Paralyzed by polio in 1952, Paul Alexander has led a full life despite being confined to a large steel ventilator
David Kindy
On a hot summer day in 1952, Paul Alexander of Texas was not feeling well. His neck and head hurt and he was running a high fever. Within days, the six-year-old boy could not move, speak or even swallow: he had contracted polio.
Today, though almost completely paralyzed from the neck down, Alexander—who is now 75 years old—is alive and well, thanks to the large steel ventilator that has enabled him to breathe for nearly seven decades, reports Andrew Court of the New York Post. He is one of the last people to use an iron lung, a device that was a common sight in polio wards at the peak of the epidemic.
“I never gave up and I’m not going to,” Alexander says in a recent video interview with storyteller Mitch Summers.
Instead of being imprisoned by the medical device that keeps him alive, the man in the iron lung has used it as a springboard to thrive. He graduated with honors from high school, then received a scholarship to Southern Methodist University after first being rejected by the school. He attended classes in a wheelchair for the brief moments when he could escape the iron lung, reports Linda Rodriguez McRobbie of the Guardian in a 2020 article.
Alexander graduated in 1984 with a Juris Doctor from the University of Texas at Austin Law School, reports Linda Hasco of PennLive.com, and actually worked as a lawyer.
“And I was a damn good one too,” he says in the video.
In 2020, Alexander wrote a book about his experience, Three Minutes for a Dog: My Life in an Iron Lung. It took him five years to do it, writing every word himself with a pen attached to a stick he held in his mouth.
“I wanted to accomplish the things I was told I couldn’t accomplish and to achieve the dreams I dreamed,” he says in the video.
Polio—short for poliomyelitis—was a mid-20th-century scourge that sickened tens of thousands of people and killed thousands each year. The infectious disease caused by the poliovirus attacks the central nervous system, resulting in some form of paralysis in about 0.5 percent of cases. Franklin Delano Roosevelt, the 32nd United States president, lost the use of his legs when he contracted polio in 1921. Health officials declared the U.S. polio-free in 1979 following a long campaign to inoculate Americans after virologist Jonas Salk invented the vaccine in 1953.
The polio plague sickened tens of thousands of people and killed thousands each year during the mid-20th-century. At the peak of the scourge, iron lungs were an absolute necessity for those who suffered paralysis of the diaphragm.

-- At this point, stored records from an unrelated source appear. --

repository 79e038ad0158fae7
// mod.rs - CLI module

pub mod args;
pub mod config;
pub mod merge;
pub mod validation;

// Re-export main types for convenience
pub use args::Args;
pub use config::Config;
pub use validation::{validate_args, ValidationResult};
// sequence.rs - Single-record FASTA loading

use bio::io::fasta;
use std::fs::File;
use std::io::Read;
use std::path::Path;

use crate::error::{ProbeError, Result};

/// Path value that selects standard input
pub const STDIN_PATH: &str = "-";

/// The one sequence probes are designed for
#[derive(Debug, Clone, PartialEq, Eq)]
pub struct TargetSequence {
    pub name: String,
    pub sequence: String,
}

impl TargetSequence {
    /// Load a single-sequence FASTA file, or standard input when `path` is `-`
    pub fn from_fasta_path<P: AsRef<Path>>(path: P) -> Result<Self> {
        let path = path.as_ref();
        if path.as_os_str() == STDIN_PATH {
            log::debug!("Reading FASTA from standard input");
            return Self::from_fasta_reader(std::io::stdin());
        }

        let file = File::open(path).map_err(|e| {
            ProbeError::Io(std::io::Error::new(
                e.kind(),
                format!("Failed to open FASTA file '{}': {}", path.display(), e),
            ))
        })?;
        Self::from_fasta_reader(file)
    }

    /// Parse a FASTA stream that must hold exactly one record
    pub fn from_fasta_reader<R: Read>(reader: R) -> Result<Self> {
        let reader = fasta::Reader::new(reader);
        let mut first: Option<fasta::Record> = None;
        let mut count = 0;

        for record_result in reader.records() {
            let record = record_result
                .map_err(|e| ProbeError::invalid_fasta(format!("record {}: {}", count + 1, e)))?;
            count += 1;
            if first.is_none() {
                first = Some(record);
            }
        }

        let record = match (first, count) {
            (None, _) => return Err(ProbeError::EmptyInput),
            (Some(_), n) if n > 1 => return Err(ProbeError::MultipleSequences { count: n }),
            (Some(record), _) => record,
        };

        let name = match record.desc() {
            Some(desc) => format!("{} {}", record.id(), desc),
            None => record.id().to_string(),
        };

        let sequence = String::from_utf8(record.seq().to_vec())
            .ok()
            .filter(|s| s.is_ascii())
            .ok_or_else(|| {
                ProbeError::invalid_fasta(format!("sequence '{}' contains non-ASCII characters", name))
            })?;

        log::info!("Designing probes for sequence: {}", name);
        Ok(Self { name, sequence })
    }

    pub fn len(&self) -> usize {
        self.sequence.len()
    }

    pub fn is_empty(&self) -> bool {
        self.sequence.is_empty()
    }
}

#[cfg(test)]
mod tests {
    use super::*;
    use std::io::Write;

    #[test]
    fn test_multiline_record_is_concatenated() {
        let input = b">chr1 test region\nACGTAC\nGATCAA\nTT\n";
        let target = TargetSequence::from_fasta_reader(&input[..]).unwrap();
        assert_eq!(target.name, "chr1 test region");
        assert_eq!(target.sequence, "ACGTACGATCAATT");
        assert_eq!(target.len(), 14);
    }

    #[test]
    fn test_case_is_preserved() {
        let target = TargetSequence::from_fasta_reader(&b">s\nacgtNNGATC\n"[..]).unwrap();
        assert_eq!(target.sequence, "acgtNNGATC");
    }

    #[test]
    fn test_missing_header_rejected() {
        let err = TargetSequence::from_fasta_reader(&b"ACGTACGT\n"[..]).unwrap_err();
        assert!(matches!(err, ProbeError::InvalidFasta { .. }));
    }

    #[test]
    fn test_second_record_rejected() {
        let input = b">one\nACGT\n>two\nTTTT\n";
        let err = TargetSequence::from_fasta_reader(&input[..]).unwrap_err();
        assert!(matches!(err, ProbeError::MultipleSequences { count: 2 }));
    }

    #[test]
    fn test_empty_input_rejected() {
        let err = TargetSequence::from_fasta_reader(&b""[..]).unwrap_err();
        assert!(matches!(err, ProbeError::EmptyInput));
    }

    #[test]
    fn test_from_path() {
        let mut file = tempfile::NamedTempFile::new().unwrap();
        writeln!(file, ">target").unwrap();
        writeln!(file, "AAAGATCCCC").unwrap();

        let target = TargetSequence::from_fasta_path(file.path()).unwrap();
        assert_eq!(target.name, "target");
        assert_eq!(target.sequence, "AAAGATCCCC");
    }

    #[test]
    fn test_missing_file() {
        let err = TargetSequence::from_fasta_path("/nonexistent/target.fa").unwrap_err();
        assert!(matches!(err, ProbeError::Io(_)));
        assert!(err.to_string().contains("/nonexistent/target.fa"));
    }
}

The medical device allowed them to breathe by creating negative pressure through a vacuum, which forced the lungs to expand.
Today, Alexander is thought to be one of only two people still using an iron lung, reports the Guardian. According to Smithsonian’s National Museum of American History, 1,200 people in the U.S. relied on tank respirators in 1959. By 2004, only 39 individuals used them.

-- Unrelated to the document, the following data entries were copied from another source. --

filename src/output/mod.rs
// mod.rs - Probe record writers

use std::fs::{create_dir_all, File};
use std::io::{BufWriter, Write};
use std::path::Path;
use std::str::FromStr;

use crate::core::{DesignStats, ProbeSet};
use crate::error::{ProbeError, Result};

pub const DEFAULT_PROBE_PREFIX: &str = "probe";

/// Probe record layout
#[derive(Debug, Clone, Copy, PartialEq, Eq, Default)]
pub enum OutputFormat {
    #[default]
    Fasta,
    Tsv,
}

impl FromStr for OutputFormat {
    type Err = String;

    fn from_str(s: &str) -> std::result::Result<Self, Self::Err> {
        match s.to_lowercase().as_str() {
            "fasta" | "fa" => Ok(OutputFormat::Fasta),
            "tsv" => Ok(OutputFormat::Tsv),
            _ => Err(format!("Unsupported output format: {}. Use: fasta, tsv", s)),
        }
    }
}

/// Ensure parent directory exists before creating file
fn ensure_parent_dir(file_path: &str) -> Result<()> {
    if let Some(parent) = Path::new(file_path).parent() {
        if !parent.as_os_str().is_empty() {
            create_dir_all(parent).map_err(|e| {
                ProbeError::Io(std::io::Error::new(
                    e.kind(),
                    format!("Failed to create parent directory '{}': {}", parent.display(), e),
                ))
            })?;
        }
    }
    Ok(())
}

/// Write probes as two-line FASTA records named `{prefix}_{index}`
pub fn write_fasta<W: Write>(writer: &mut W, probes: &ProbeSet, prefix: &str) -> Result<()> {
    for (i, probe) in probes.iter().enumerate() {
        writeln!(writer, ">{}_{}", prefix, i)?;
        writeln!(writer, "{}", probe)?;
    }
    Ok(())
}

/// Write probes as a tab-separated table with a commented provenance header
pub fn write_tsv<W: Write>(
    writer: &mut W,
    probes: &ProbeSet,
    prefix: &str,
    command_line: &str,
) -> Result<()> {
    writeln!(writer, "# Command: {}", command_line)?;
    writeln!(
        writer,
        "# Generated: {}",
        chrono::Utc::now().format("%Y-%m-%d %H:%M:%S UTC")
    )?;
    writeln!(writer, "# capprobe v{}", env!("CARGO_PKG_VERSION"))?;

    let mut table = csv::WriterBuilder::new()
        .delimiter(b'\t')
        .from_writer(writer);
    table.write_record(["name", "sequence", "length"])?;
    for (i, probe) in probes.iter().enumerate() {
        let name = format!("{}_{}", prefix, i);
        let length = probe.len().to_string();
        table.write_record([name.as_str(), probe.as_str(), length.as_str()])?;
    }
    table.flush()?;
    Ok(())
}

/// Write probes in the chosen format to `output`, or to stdout when no path is given
pub fn write_probes(
    output: Option<&str>,
    format: OutputFormat,
    probes: &ProbeSet,
    prefix: &str,
    command_line: &str,
) -> Result<()> {
    match output {
        Some(file_path) => {
            ensure_parent_dir(file_path)?;
            let file = File::create(file_path).map_err(|e| {
                ProbeError::Io(std::io::Error::new(
                    e.kind(),
                    format!("Failed to create output file '{}': {}", file_path, e),
                ))
            })?;
            let mut writer = BufWriter::new(file);
            write_formatted(&mut writer, format, probes, prefix, command_line)?;
            writer.flush()?;
            log::info!("Wrote {} probes to: {}", probes.len(), file_path);
        }
        None => {
            let stdout = std::io::stdout();
            let mut writer = BufWriter::new(stdout.lock());
            write_formatted(&mut writer, format, probes, prefix, command_line)?;
            writer.flush()?;
        }
    }
    Ok(())
}

fn write_formatted<W: Write>(
    writer: &mut W,
    format: OutputFormat,
    probes: &ProbeSet,
    prefix: &str,
    command_line: &str,
) -> Result<()> {
    match format {
        OutputFormat::Fasta => write_fasta(writer, probes, prefix),
        OutputFormat::Tsv => write_tsv(writer, probes, prefix, command_line),
    }
}

/// Write design statistics as pretty-printed JSON
pub fn write_stats<W: Write>(writer: &mut W, stats: &DesignStats) -> Result<()> {
    serde_json::to_writer_pretty(&mut *writer, stats)?;
    writeln!(writer)?;
    Ok(())
}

Alexander admits in the Guardian article that adjusting to life in the iron lung was extremely difficult. He says he felt rejected by others and had to learn how to “frog” breathe by using his throat muscles to push air into his lungs when he was outside of the ventilator.
“I didn’t want to die, so I continued to fight,” he says in the video.

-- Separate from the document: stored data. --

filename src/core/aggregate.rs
// aggregate.rs - Ordered probe set and cross-fragment aggregation

use std::collections::HashSet;

use super::tiling::tile_fragment;

/// Set of unique probe sequences that enumerates in first-insertion order
#[derive(Debug, Clone, Default, PartialEq, Eq)]
pub struct ProbeSet {
    ordered: Vec<String>,
    seen: HashSet<String>,
}

impl ProbeSet {
    pub fn new() -> Self {
        Self::default()
    }

    /// Add a probe; returns false if the sequence was already present
    pub fn insert(&mut self, probe: impl Into<String>) -> bool {
        let probe = probe.into();
        if self.seen.contains(&probe) {
            return false;
        }
        self.seen.insert(probe.clone());
        self.ordered.push(probe);
        true
    }

    pub fn contains(&self, probe: &str) -> bool {
        self.seen.contains(probe)
    }

    pub fn len(&self) -> usize {
        self.ordered.len()
    }

    pub fn is_empty(&self) -> bool {
        self.ordered.is_empty()
    }

    pub fn iter(&self) -> std::slice::Iter<'_, String> {
        self.ordered.iter()
    }

    pub fn into_vec(self) -> Vec<String> {
        self.ordered
    }
}

impl<S: Into<String>> FromIterator<S> for ProbeSet {
    fn from_iter<I: IntoIterator<Item = S>>(iter: I) -> Self {
        let mut set = ProbeSet::new();
        set.extend(iter);
        set
    }
}

impl<S: Into<String>> Extend<S> for ProbeSet {
    fn extend<I: IntoIterator<Item = S>>(&mut self, iter: I) {
        for probe in iter {
            self.insert(probe);
        }
    }
}

impl IntoIterator for ProbeSet {
    type Item = String;
    type IntoIter = std::vec::IntoIter<String>;

    fn into_iter(self) -> Self::IntoIter {
        self.ordered.into_iter()
    }
}

impl<'a> IntoIterator for &'a ProbeSet {
    type Item = &'a String;
    type IntoIter = std::slice::Iter<'a, String>;

    fn into_iter(self) -> Self::IntoIter {
        self.ordered.iter()
    }
}

/// Accumulates per-fragment tilings into one global probe set
#[derive(Debug)]
pub struct ProbeAggregator {
    probe_length: usize,
    max_probe_distance: usize,
    probes: ProbeSet,
    fragments_seen: usize,
    tiled_fragments: usize,
    candidate_probes: usize,
}

impl ProbeAggregator {
    pub fn new(probe_length: usize, max_probe_distance: usize) -> Self {
        Self {
            probe_length,
            max_probe_distance,
            probes: ProbeSet::new(),
            fragments_seen: 0,
            tiled_fragments: 0,
            candidate_probes: 0,
        }
    }

    /// Tile one fragment and merge its probes; returns the fragment's own probe count
    pub fn add_fragment(&mut self, fragment: &str) -> usize {
        let fragment_probes = tile_fragment(fragment, self.probe_length, self.max_probe_distance);
        let count = fragment_probes.len();
        log::debug!(
            "Fragment {} of length {}: designed {} probes",
            self.fragments_seen,
            fragment.len(),
            count
        );

        self.fragments_seen += 1;
        if count > 0 {
            self.tiled_fragments += 1;
        }
        self.candidate_probes += count;
        self.probes.extend(fragment_probes);
        count
    }

    pub fn fragments_seen(&self) -> usize {
        self.fragments_seen
    }

    /// Fragments that produced at least one probe
    pub fn tiled_fragments(&self) -> usize {
        self.tiled_fragments
    }

    /// Sum of per-fragment probe counts before cross-fragment deduplication
    pub fn candidate_probes(&self) -> usize {
        self.candidate_probes
    }

    pub fn unique_probes(&self) -> usize {
        self.probes.len()
    }

    pub fn finish(self) -> ProbeSet {
        self.probes
    }
}

/// Tile every fragment in order and union the results
pub fn aggregate_probes<'a, I>(fragments: I, probe_length: usize, max_probe_distance: usize) -> ProbeSet
where
    I: IntoIterator<Item = &'a str>,
{
    let mut aggregator = ProbeAggregator::new(probe_length, max_probe_distance);
    for fragment in fragments {
        aggregator.add_fragment(fragment);
    }
    aggregator.finish()
}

Today, Alexander continues his fight—not just for himself, but to let others know they are not limited by their circumstances, he proclaims in the video with Mitch Summers.
“My story is an example of why your past or even your disability does not have to define your future,” he says, adding, “No matter where you’re from or what your past is, or the challenges you could be facing. You can truly do anything. You just have to set your mind to it, and work hard.”